Eles fortaleceram o reino de Judá e durante três anos apoiaram Roboão, filho de Salomão, andando nos caminhos de Davi e de Salomão durante esse tempo.
a. Assim eles fortaleceram o reino de Judá: Esta foi a verdadeira força de Judá; os homens e mulheres piedosos do reino do norte que migraram para o reino do sul para viver lá.
b. Porque andaram no caminho de Davi e Salomão por três anos: Infelizmente, este período não durou mais tempo por causa da inclinação geral de Roboão para a impiedade.

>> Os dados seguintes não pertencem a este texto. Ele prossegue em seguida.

//! Short justifications attached to every ranked task.

use chrono::NaiveDate;

use crate::task::Task;
use crate::time::days_until;

/// Label for reasons produced on the deterministic path.
pub const HEURISTIC_LABEL: &str = "Heuristic";
/// Label for reasons filled in when the advisor gave no `why`.
pub const AI_LABEL: &str = "AI";

/// `"<label>: <due text>; P<priority>; favored <criteria>"`.
pub fn build_reason(
    task: &Task,
    prefer_deadline: bool,
    prefer_high_priority: bool,
    mode_label: &str,
    today: NaiveDate,
) -> String {
    let due = due_text(days_until(task.deadline_str(), today));

    let mut favored = Vec::new();
    if prefer_deadline {
        favored.push("deadline");
    }
    if prefer_high_priority {
        favored.push("priority");
    }
    let favored = if favored.is_empty() {
        "recency".to_string()
    } else {
        favored.join(", ")
    };

    format!("{mode_label}: {due}; P{}; favored {favored}", task.priority)
}

fn due_text(days: Option<i64>) -> String {
    match days {
        None => "no deadline".to_string(),
        Some(0) => "due today".to_string(),
        Some(n) if n < 0 => format!("overdue by {}", plural_days(-n)),
        Some(n) => format!("due in {}", plural_days(n)),
    }
}

fn plural_days(n: i64) -> String {
    if n == 1 {
        "1 day".to_string()
    } else {
        format!("{n} days")
    }
}
use anyhow::{Context, Result};
use chrono::Utc;
use clap::{Parser, Subcommand, ValueEnum};
use std::path::{Path, PathBuf};
use std::time::Duration;
use tracing::warn;
use triage_core::{AuditRecord, Credentials, OrderingResult, PreferenceSource, Prioritizer, TextGenerationProvider};

mod audit;
mod auth;
mod config;
mod llm;
mod logging;
mod memory;
mod state;

use config::Config;
use memory::{Memory, Rule};

#[derive(Parser, Debug)]
#[command(
    name = "triage",
    version,
    long_version = concat!(env!("CARGO_PKG_VERSION"), " (", env!("TRIAGE_BUILD_SHA"), ")"),
    about = "Personal task tracker with AI-assisted ordering"
)]
struct Cli {
    #[command(subcommand)]
    command: Command,
}

#[derive(Subcommand, Debug)]
enum Command {
    /// Order open tasks and explain each position
    Prioritize {
        /// JSON array of task records
        #[arg(long)]
        tasks: PathBuf,

        /// Print the full result as JSON
        #[arg(long)]
        json: bool,

        /// Skip the remote provider even when a key is configured
        #[arg(long)]
        heuristic: bool,

        /// Do not append to the audit log
        #[arg(long)]
        no_audit: bool,
    },

    /// Show or change ordering preferences
    Prefs {
        #[command(subcommand)]
        command: PrefsCommand,
    },

    /// Show which provider a prioritize call would use
    Providers,

    /// Manage ~/.triage/config.toml
    Config {
        #[command(subcommand)]
        command: ConfigCommand,
    },

    /// Store provider keys in ~/.triage/auth.json
    Auth {
        #[command(subcommand)]
        command: AuthCommand,
    },
}

#[derive(Subcommand, Debug)]
enum PrefsCommand {
    Show,

    Set {
        /// Put dated tasks first, earliest deadline first
        #[arg(long, value_enum)]
        deadline: Option<Toggle>,

        /// Rank lower priority numbers first
        #[arg(long, value_enum)]
        priority: Option<Toggle>,
    },

    /// Record one completed task
    Complete,
}

#[derive(Subcommand, Debug)]
enum ConfigCommand {
    Init,
    Show,
}

#[derive(Subcommand, Debug)]
enum AuthCommand {
    PasteOpenrouterKey,
    PasteOpenaiKey,
}

#[derive(Debug, Clone, Copy, PartialEq, Eq, ValueEnum)]
enum Toggle {
    On,
    Off,
}

impl Toggle {
    fn enabled(self) -> bool {
        self == Toggle::On
    }
}

#[tokio::main]
async fn main() -> Result<()> {
    let cli = Cli::parse();

    let home = state::ensure_triage_home()?;
    let cfg = config::load_config(&home)?;
    logging::init(&cfg.log_level);

    match cli.command {
        Command::Prioritize {
            tasks,
            json,
            heuristic,
            no_audit,
        } => {
            prioritize(&home, &cfg, &tasks, json, heuristic, no_audit)?;
        }

        Command::Prefs { command } => {
            let mut mem = Memory::open(&state::memory_path(&home))?;
            match command {
                PrefsCommand::Show => print_prefs(&mem),
                PrefsCommand::Set { deadline, priority } => {
                    if let Some(t) = deadline {
                        mem.set_rule(Rule::PreferDeadline, t.enabled())?;
                    }
                    if let Some(t) = priority {
                        mem.set_rule(Rule::PreferHighPriority, t.enabled())?;
                    }
                    println!("Preferences saved.");
                    print_prefs(&mem);
                }
                PrefsCommand::Complete => {
                    let n = mem.record_completion()?;
                    println!("Task completed. Total completions: {n}");
                }
            }
        }

        Command::Providers => {
            let creds = auth::resolve_credentials(&home)?;
            match creds.select(|k| cfg.llm.model_for(k)) {
                Some(choice) => println!(
                    "provider={} model={} timeout={}s",
                    choice.kind.as_str(),
                    choice.model,
                    cfg.llm.timeout_secs
                ),
                None => {
                    println!("No provider key found (set OPENROUTER_API_KEY or OPENAI_API_KEY, or run `triage auth ...`).");
                    println!("Ordering will use the deterministic heuristic.");
                }
            }
        }

        Command::Config { command } => match command {
            ConfigCommand::Init => config::init_config(&home)?,
            ConfigCommand::Show => {
                let s = toml::to_string_pretty(&cfg).context("serialize config")?;
                println!("# {}\n{}", config::config_path(&home).display(), s);
            }
        },

        Command::Auth { command } => match command {
            AuthCommand::PasteOpenrouterKey => auth::openrouter_paste_key(&home)?,
            AuthCommand::PasteOpenaiKey => auth::openai_paste_key(&home)?,
        },
    }

    Ok(())
}

fn build_prioritizer(cfg: &Config, creds: &Credentials, heuristic: bool) -> Result<Prioritizer> {
    if heuristic {
        return Ok(Prioritizer::heuristic_only());
    }

    let provider: Option<Box<dyn TextGenerationProvider>> = match creds.select(|k| cfg.llm.model_for(k)) {
        Some(choice) => Some(Box::new(llm::ChatProvider::new(choice, &cfg.llm)?) as Box<dyn TextGenerationProvider>),
        None => None,
    };

    Ok(Prioritizer::new(provider).with_timeout(Duration::from_secs(cfg.llm.timeout_secs)))
}

fn prioritize(home: &Path, cfg: &Config, tasks_path: &Path, json: bool, heuristic: bool, no_audit: bool) -> Result<()> {
    let tasks = state::load_tasks(tasks_path)?;
    let mem = Memory::open(&state::memory_path(home))?;
    let prefs = mem.preferences();
    let today = triage_core::time::today_in(&cfg.profile.timezone)?;

    let creds = auth::resolve_credentials(home)?;
    let prioritizer = build_prioritizer(cfg, &creds, heuristic)?;
    let result = prioritizer.prioritize_on(tasks, &prefs, today);

    if cfg.audit.enabled && !no_audit {
        let record = AuditRecord::new(&result, &prefs, Utc::now());
        let path = state::resolve(home, &cfg.audit.file);
        if let Err(e) = audit::append(&path, &record) {
            warn!(error = %e, path = %path.display(), "could not write audit row");
        }
    }

    if json {
        println!("{}", serde_json::to_string_pretty(&result)?);
    } else {
        print_result(&result);
    }
    Ok(())
}

fn print_result(result: &OrderingResult) {
    let via = match (&result.provider, &result.model) {
        (Some(p), Some(m)) => format!(" via {p} ({m})"),
        _ => String::new(),
    };
    println!("# Prioritized tasks [{}{}]\n", result.mode, via);

    if result.is_empty() {
        println!("(no open tasks)");
        return;
    }

    for (i, t) in result.ordered_tasks.iter().enumerate() {
        let due = t.deadline_str().map(|d| format!(" | due {d}")).unwrap_or_default();
        println!("{}. #{} {} | P{}{}", i + 1, t.task_id, t.description, t.priority, due);
        if let Some(r) = &t.reason {
            println!("   {r}");
        }
    }
}

fn print_prefs(mem: &Memory) {
    let rules = mem.rules();
    println!("prefer_deadline      = {}", rules.prefer_deadline);
    println!("prefer_high_priority = {}", rules.prefer_high_priority);
    println!("completions          = {}", mem.completions_count);
    if let Some(ts) = &mem.last_updated {
        println!("last_updated         = {ts}");
    }
}

#[cfg(test)]
mod tests {
    use super::*;

    #[test]
    fn test_heuristic_flag_skips_provider() {
        let creds = Credentials {
            openrouter_api_key: Some("sk-or-test".into()),
            ..Credentials::default()
        };
        let p = build_prioritizer(&Config::default(), &creds, true).unwrap();
        assert_eq!(p.provider_name(), None);

        let p = build_prioritizer(&Config::default(), &creds, false).unwrap();
        assert_eq!(p.provider_name(), Some("openrouter"));
    }

    #[test]
    fn test_no_credentials_builds_heuristic() {
        let p = build_prioritizer(&Config::default(), &Credentials::default(), false).unwrap();
        assert_eq!(p.provider_name(), None);
    }
}
//! triage-core: task prioritization engine for the Triage task tracker.
//!
//! Given open tasks and the user's ordering preferences, produce a total
//! order with a short reason per task. A remote text-generation provider is
//! consulted when one is configured; the deterministic ranker covers every
//! other case.

pub mod advisor;
pub mod audit;
pub mod engine;
pub mod error;
pub mod preferences;
pub mod provider;
pub mod ranker;
pub mod reason;
pub mod task;
pub mod time;

pub use advisor::{RankedEntry, RankingResponse, apply_ranking, build_prompt, parse_ranking, request_ranking};
pub use audit::AuditRecord;
pub use engine::{Mode, OrderingResult, Prioritizer, heuristic_order};
pub use error::AdvisorError;
pub use preferences::{PreferenceSource, Preferences};
pub use provider::{Credentials, DEFAULT_TIMEOUT, ProviderChoice, ProviderKind, TextGenerationProvider};
pub use ranker::{SENTINEL_DEADLINE, rank};
pub use reason::{AI_LABEL, HEURISTIC_LABEL, build_reason};
pub use task::{DEFAULT_PRIORITY, Task};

3. (18-23) A família de Roboão.
A Família de Roboão Ela deu-lhe três filhos: Jeús, Semarias e Zaão. Depois ele casou-se com Maaca, filha de Absalão, a qual lhe deu os filhos Abias, Atai, Ziza e Selomite. Roboão amava Maaca, filha de Absalão, mais do que a qualquer outra de suas esposas e concubinas. Ao todo ele teve dezoito esposas e sessenta concubinas, vinte e oito filhos e sessenta filhas. Roboão nomeou Abias, filho de Maaca, chefe entre os seus irmãos, com o intuito de fazê-lo rei. Ele agiu com sabedoria, dispersando seus filhos pelos distritos de Judá e de Benjamim, e pelas cidades fortificadas. Garantiu-lhes fartas provisões e lhes conseguiu muitas mulheres.
a. Pois ele tomou dezoito esposas e sessenta concubinas: Roboão obviamente não aprendeu com o erro de seu pai Salomão. Embora tivesse muito menos esposas e concubinas (provavelmente era menos capaz de sustentar tantas), ele ainda tinha um coração que quebrava o mandamento de Deuteronômio 17:17.

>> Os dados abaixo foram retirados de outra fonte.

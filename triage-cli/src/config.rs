use anyhow::{Context, Result};
use serde::{Deserialize, Serialize};
use std::fs;
use std::path::{Path, PathBuf};
use triage_core::ProviderKind;

#[derive(Debug, Clone, Serialize, Deserialize)]
#[serde(default)]
pub struct Config {
    /// Fallback tracing filter when RUST_LOG is unset.
    pub log_level: String,
    pub llm: LlmSection,
    pub profile: ProfileSection,
    pub audit: AuditSection,
}

#[derive(Debug, Clone, Serialize, Deserialize)]
#[serde(default)]
pub struct LlmSection {
    pub timeout_secs: u64,
    pub temperature: f32,
    pub openrouter_base_url: String,
    pub openrouter_model: String,
    pub openai_base_url: String,
    pub openai_model: String,
}

#[derive(Debug, Clone, Serialize, Deserialize)]
#[serde(default)]
pub struct ProfileSection {
    /// IANA timezone used to decide what "today" is.
    pub timezone: String,
}

#[derive(Debug, Clone, Serialize, Deserialize)]
#[serde(default)]
pub struct AuditSection {
    pub enabled: bool,
    /// Relative paths live under the state directory.
    pub file: String,
}

impl Default for Config {
    fn default() -> Self {
        Self {
            log_level: "warn".to_string(),
            llm: LlmSection::default(),
            profile: ProfileSection::default(),
            audit: AuditSection::default(),
        }
    }
}

impl Default for LlmSection {
    fn default() -> Self {
        Self {
            timeout_secs: triage_core::DEFAULT_TIMEOUT.as_secs(),
            temperature: 0.2,
            openrouter_base_url: "https://openrouter.ai/api/v1".to_string(),
            openrouter_model: ProviderKind::OpenRouter.default_model().to_string(),
            openai_base_url: "https://api.openai.com/v1".to_string(),
            openai_model: ProviderKind::OpenAi.default_model().to_string(),
        }
    }
}

impl Default for ProfileSection {
    fn default() -> Self {
        Self {
            timezone: "UTC".to_string(),
        }
    }
}

impl Default for AuditSection {
    fn default() -> Self {
        Self {
            enabled: true,
            file: "audit.csv".to_string(),
        }
    }
}

impl LlmSection {
    pub fn model_for(&self, kind: ProviderKind) -> String {
        match kind {
            ProviderKind::OpenRouter => self.openrouter_model.clone(),
            ProviderKind::OpenAi => self.openai_model.clone(),
        }
    }

    pub fn base_url_for(&self, kind: ProviderKind) -> &str {
        match kind {
            ProviderKind::OpenRouter => &self.openrouter_base_url,
            ProviderKind::OpenAi => &self.openai_base_url,
        }
    }
}

pub fn config_path(home: &Path) -> PathBuf {
    home.join("config.toml")
}

pub fn load_config(home: &Path) -> Result<Config> {
    let p = config_path(home);
    if !p.exists() {
        return Ok(Config::default());
    }
    let s = fs::read_to_string(&p).with_context(|| format!("read {}", p.display()))?;
    toml::from_str(&s).context("parse config.toml")
}

pub fn save_config(home: &Path, cfg: &Config) -> Result<()> {
    let p = config_path(home);
    let s = toml::to_string_pretty(cfg).context("serialize config")?;
    fs::write(&p, s).with_context(|| format!("write {}", p.display()))?;
    Ok(())
}

pub fn init_config(home: &Path) -> Result<()> {
    let p = config_path(home);
    if p.exists() {
        println!("Config already exists: {}", p.display());
        return Ok(());
    }
    save_config(home, &Config::default())?;
    println!("Wrote {}", p.display());
    Ok(())
}
//! One audit row per prioritization call. The sink itself belongs to the caller.

use chrono::{DateTime, Utc};
use serde::{Deserialize, Serialize};

use crate::engine::OrderingResult;
use crate::preferences::Preferences;

#[derive(Debug, Clone, PartialEq, Eq, Serialize, Deserialize)]
pub struct AuditRecord {
    pub timestamp: String,
    pub mode: String,
    pub provider: String,
    pub model: String,
    pub prefer_deadline: bool,
    pub prefer_high_priority: bool,
    /// Space-separated task ids in result order.
    pub order: String,
    pub count: usize,
}

impl AuditRecord {
    pub fn new(result: &OrderingResult, prefs: &Preferences, at: DateTime<Utc>) -> Self {
        let order = result
            .ids()
            .iter()
            .map(|id| id.to_string())
            .collect::<Vec<_>>()
            .join(" ");

        Self {
            timestamp: at.to_rfc3339(),
            mode: result.mode.to_string(),
            provider: result.provider.clone().unwrap_or_default(),
            model: result.model.clone().unwrap_or_default(),
            prefer_deadline: prefs.prefer_deadline,
            prefer_high_priority: prefs.prefer_high_priority,
            order,
            count: result.ordered_tasks.len(),
        }
    }
}

#[cfg(test)]
mod tests {
    use super::*;
    use crate::engine::Mode;
    use crate::task::Task;
    use chrono::TimeZone;

    #[test]
    fn test_record_from_fallback_result() {
        let result = OrderingResult {
            ordered_tasks: vec![Task::new(2, "b"), Task::new(1, "a")],
            mode: Mode::Heuristic,
            provider: Some("openrouter".into()),
            model: Some("openai/gpt-4o-mini".into()),
        };
        let at = Utc.with_ymd_and_hms(2024, 5, 30, 9, 0, 0).unwrap();
        let rec = AuditRecord::new(&result, &Preferences::new(true, false), at);

        assert_eq!(rec.timestamp, "2024-05-30T09:00:00+00:00");
        assert_eq!(rec.mode, "heuristic");
        assert_eq!(rec.provider, "openrouter");
        assert_eq!(rec.order, "2 1");
        assert_eq!(rec.count, 2);
        assert!(rec.prefer_deadline);
        assert!(!rec.prefer_high_priority);
    }
}
//! Date helpers: "today" in the user's timezone and deadline arithmetic.

use anyhow::Result;
use chrono::{NaiveDate, Utc};
use chrono_tz::Tz;

/// Calendar date right now in an IANA tz like "America/Chicago".
pub fn today_in(tz: &str) -> Result<NaiveDate> {
    let tz: Tz = tz
        .parse()
        .map_err(|_| anyhow::anyhow!("invalid timezone: {tz}"))?;
    Ok(Utc::now().with_timezone(&tz).date_naive())
}

/// Parse an ISO `YYYY-MM-DD` deadline. Anything else is `None`.
pub fn parse_deadline(deadline: &str) -> Option<NaiveDate> {
    NaiveDate::parse_from_str(deadline.trim(), "%Y-%m-%d").ok()
}

/// Whole days from `today` until `deadline`; negative when overdue.
pub fn days_until(deadline: Option<&str>, today: NaiveDate) -> Option<i64> {
    let due = parse_deadline(deadline?)?;
    Some((due - today).num_days())
}

#[cfg(test)]
mod tests {
    use super::*;

    fn d(y: i32, m: u32, day: u32) -> NaiveDate {
        NaiveDate::from_ymd_opt(y, m, day).unwrap()
    }

    #[test]
    fn test_days_until() {
        let today = d(2024, 5, 30);
        assert_eq!(days_until(Some("2024-06-01"), today), Some(2));
        assert_eq!(days_until(Some("2024-05-30"), today), Some(0));
        assert_eq!(days_until(Some("2024-05-27"), today), Some(-3));
    }

    #[test]
    fn test_bad_deadline_is_none() {
        let today = d(2024, 5, 30);
        assert_eq!(days_until(None, today), None);
        assert_eq!(days_until(Some("next friday"), today), None);
        assert_eq!(days_until(Some("2024-13-01"), today), None);
    }

    #[test]
    fn test_invalid_timezone() {
        assert!(today_in("Mars/Olympus").is_err());
        assert!(today_in("America/Chicago").is_ok());
    }
}
//! Remote advisor: prompt construction, provider call, and decoding of the
//! model's answer into an ordering.
//!
//! Model output is free-form text. We look for the first well-formed JSON
//! array in it and accept two element shapes:
//! - bare ids: `[3, 1, 2]`
//! - objects: `[{"id": 3, "why": "due tomorrow"}, ...]`
//!
//! Elements of any other shape are skipped. An answer with nothing usable is
//! a [`AdvisorError::MalformedResponse`].

use std::collections::HashMap;
use std::time::Duration;

use chrono::NaiveDate;
use serde_json::Value;
use tracing::debug;

use crate::error::{AdvisorError, Result};
use crate::preferences::Preferences;
use crate::provider::TextGenerationProvider;
use crate::reason::{AI_LABEL, build_reason};
use crate::task::Task;
use crate::time::days_until;

/// One position in the advisor's ordering.
#[derive(Debug, Clone, PartialEq, Eq)]
pub struct RankedEntry {
    pub task_id: i64,
    pub why: Option<String>,
}

/// Decoded advisor answer, most important first.
#[derive(Debug, Clone, PartialEq, Eq, Default)]
pub struct RankingResponse {
    pub entries: Vec<RankedEntry>,
}

impl RankingResponse {
    pub fn ids(&self) -> Vec<i64> {
        self.entries.iter().map(|e| e.task_id).collect()
    }
}

pub fn build_prompt(tasks: &[Task], prefs: &Preferences, today: NaiveDate) -> String {
    let mut lines = vec![
        "You are an AI task prioritizer for a personal to-do list.".to_string(),
        "Order ALL tasks below from what to do first to what to do last.".to_string(),
        format!(
            "Rules: prefer_deadline={}, prefer_high_priority={} (lower pr number = more urgent)",
            prefs.prefer_deadline, prefs.prefer_high_priority
        ),
        format!("Today: {}", today.format("%Y-%m-%d")),
        "Tasks:".to_string(),
    ];

    for t in tasks {
        let due = match days_until(t.deadline_str(), today) {
            Some(d) => d.to_string(),
            None => "none".to_string(),
        };
        lines.push(format!(
            "- id:{} desc:{} pr:{} days_left:{}",
            t.task_id,
            t.description.replace('\n', " "),
            t.priority,
            due
        ));
    }

    lines.push(
        "Return ONLY compact JSON: an array like [{\"id\": 3, \"why\": \"due tomorrow, top priority\"}] \
         in recommended order, each \"why\" under 12 words. A plain array of ids like [3, 1, 2] is also accepted."
            .to_string(),
    );
    lines.join("\n")
}

/// Ask `provider` for an ordering. `None` means no credentials were configured.
pub fn request_ranking(
    provider: Option<&dyn TextGenerationProvider>,
    tasks: &[Task],
    prefs: &Preferences,
    today: NaiveDate,
    timeout: Duration,
) -> Result<RankingResponse> {
    let provider = provider.ok_or(AdvisorError::NoCredentials)?;
    let prompt = build_prompt(tasks, prefs, today);

    debug!(provider = provider.name(), model = provider.model(), tasks = tasks.len(), "requesting remote ranking");
    let text = provider.generate(&prompt, timeout)?;
    parse_ranking(&text)
}

/// Decode the first JSON array found in `text`.
pub fn parse_ranking(text: &str) -> Result<RankingResponse> {
    let items = first_json_array(text)
        .ok_or_else(|| AdvisorError::MalformedResponse("no JSON array in response".into()))?;

    if items.is_empty() {
        return Err(AdvisorError::MalformedResponse("empty array".into()));
    }

    let total = items.len();
    let entries: Vec<RankedEntry> = items.iter().filter_map(entry_from_value).collect();
    if entries.is_empty() {
        return Err(AdvisorError::MalformedResponse(format!(
            "none of {total} array elements is an id or {{id, why}} object"
        )));
    }
    if entries.len() < total {
        debug!(skipped = total - entries.len(), "ignored unrecognised ranking elements");
    }

    Ok(RankingResponse { entries })
}

/// Reorder `tasks` by the advisor's ranking and attach reasons.
///
/// The first mention of an id fixes its position; later repeats are ignored.
/// Tasks the advisor never named follow the named ones in input order.
/// Fails when no entry names any input task.
pub fn apply_ranking(
    mut tasks: Vec<Task>,
    ranking: &RankingResponse,
    prefs: &Preferences,
    today: NaiveDate,
) -> Result<Vec<Task>> {
    let mut positions: HashMap<i64, (usize, Option<&str>)> = HashMap::new();
    for (pos, entry) in ranking.entries.iter().enumerate() {
        positions
            .entry(entry.task_id)
            .or_insert((pos, entry.why.as_deref()));
    }

    if !tasks.iter().any(|t| positions.contains_key(&t.task_id)) {
        return Err(AdvisorError::MalformedResponse(
            "ranking names none of the input tasks".into(),
        ));
    }

    tasks.sort_by_key(|t| positions.get(&t.task_id).map_or(usize::MAX, |(pos, _)| *pos));

    for t in tasks.iter_mut() {
        let why = positions.get(&t.task_id).and_then(|(_, why)| *why);
        t.reason = Some(match why {
            Some(why) => why.to_string(),
            None => build_reason(t, prefs.prefer_deadline, prefs.prefer_high_priority, AI_LABEL, today),
        });
    }

    Ok(tasks)
}

fn first_json_array(text: &str) -> Option<Vec<Value>> {
    for (start, _) in text.match_indices('[') {
        let mut stream = serde_json::Deserializer::from_str(&text[start..]).into_iter::<Value>();
        if let Some(Ok(Value::Array(items))) = stream.next() {
            return Some(items);
        }
    }
    None
}

fn entry_from_value(v: &Value) -> Option<RankedEntry> {
    match v {
        Value::Object(map) => {
            let task_id = id_from_value(map.get("id")?)?;
            let why = map
                .get("why")
                .and_then(Value::as_str)
                .map(str::trim)
                .filter(|s| !s.is_empty())
                .map(str::to_string);
            Some(RankedEntry { task_id, why })
        }
        other => id_from_value(other).map(|task_id| RankedEntry { task_id, why: None }),
    }
}

fn id_from_value(v: &Value) -> Option<i64> {
    match v {
        Value::Number(n) => n.as_i64(),
        Value::String(s) => s.trim().parse().ok(),
        _ => None,
    }
}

i. “Ao tomar ‘dezoito esposas’ Roboão deliberadamente desconsiderou a lei de Deus, tanto em relação ao abuso real (Deuteronômio 17:17) quanto em relação ao casamento polígamo… sem mencionar sua desconsideração do precedente desastroso estabelecido por seu pai, Salomão, do qual ele deveria ter aprendido cautela.” (Payne)
ii. “Ele era, no entanto, filho de seu pai; e, mesmo nos anos de paz e prosperidade, a natureza animal se manifestou na multiplicidade de esposas e concubinas, até que ele praticamente estabeleceu, como fez seu pai, um harém no padrão dos reis corruptos ao seu redor.” (Morgan)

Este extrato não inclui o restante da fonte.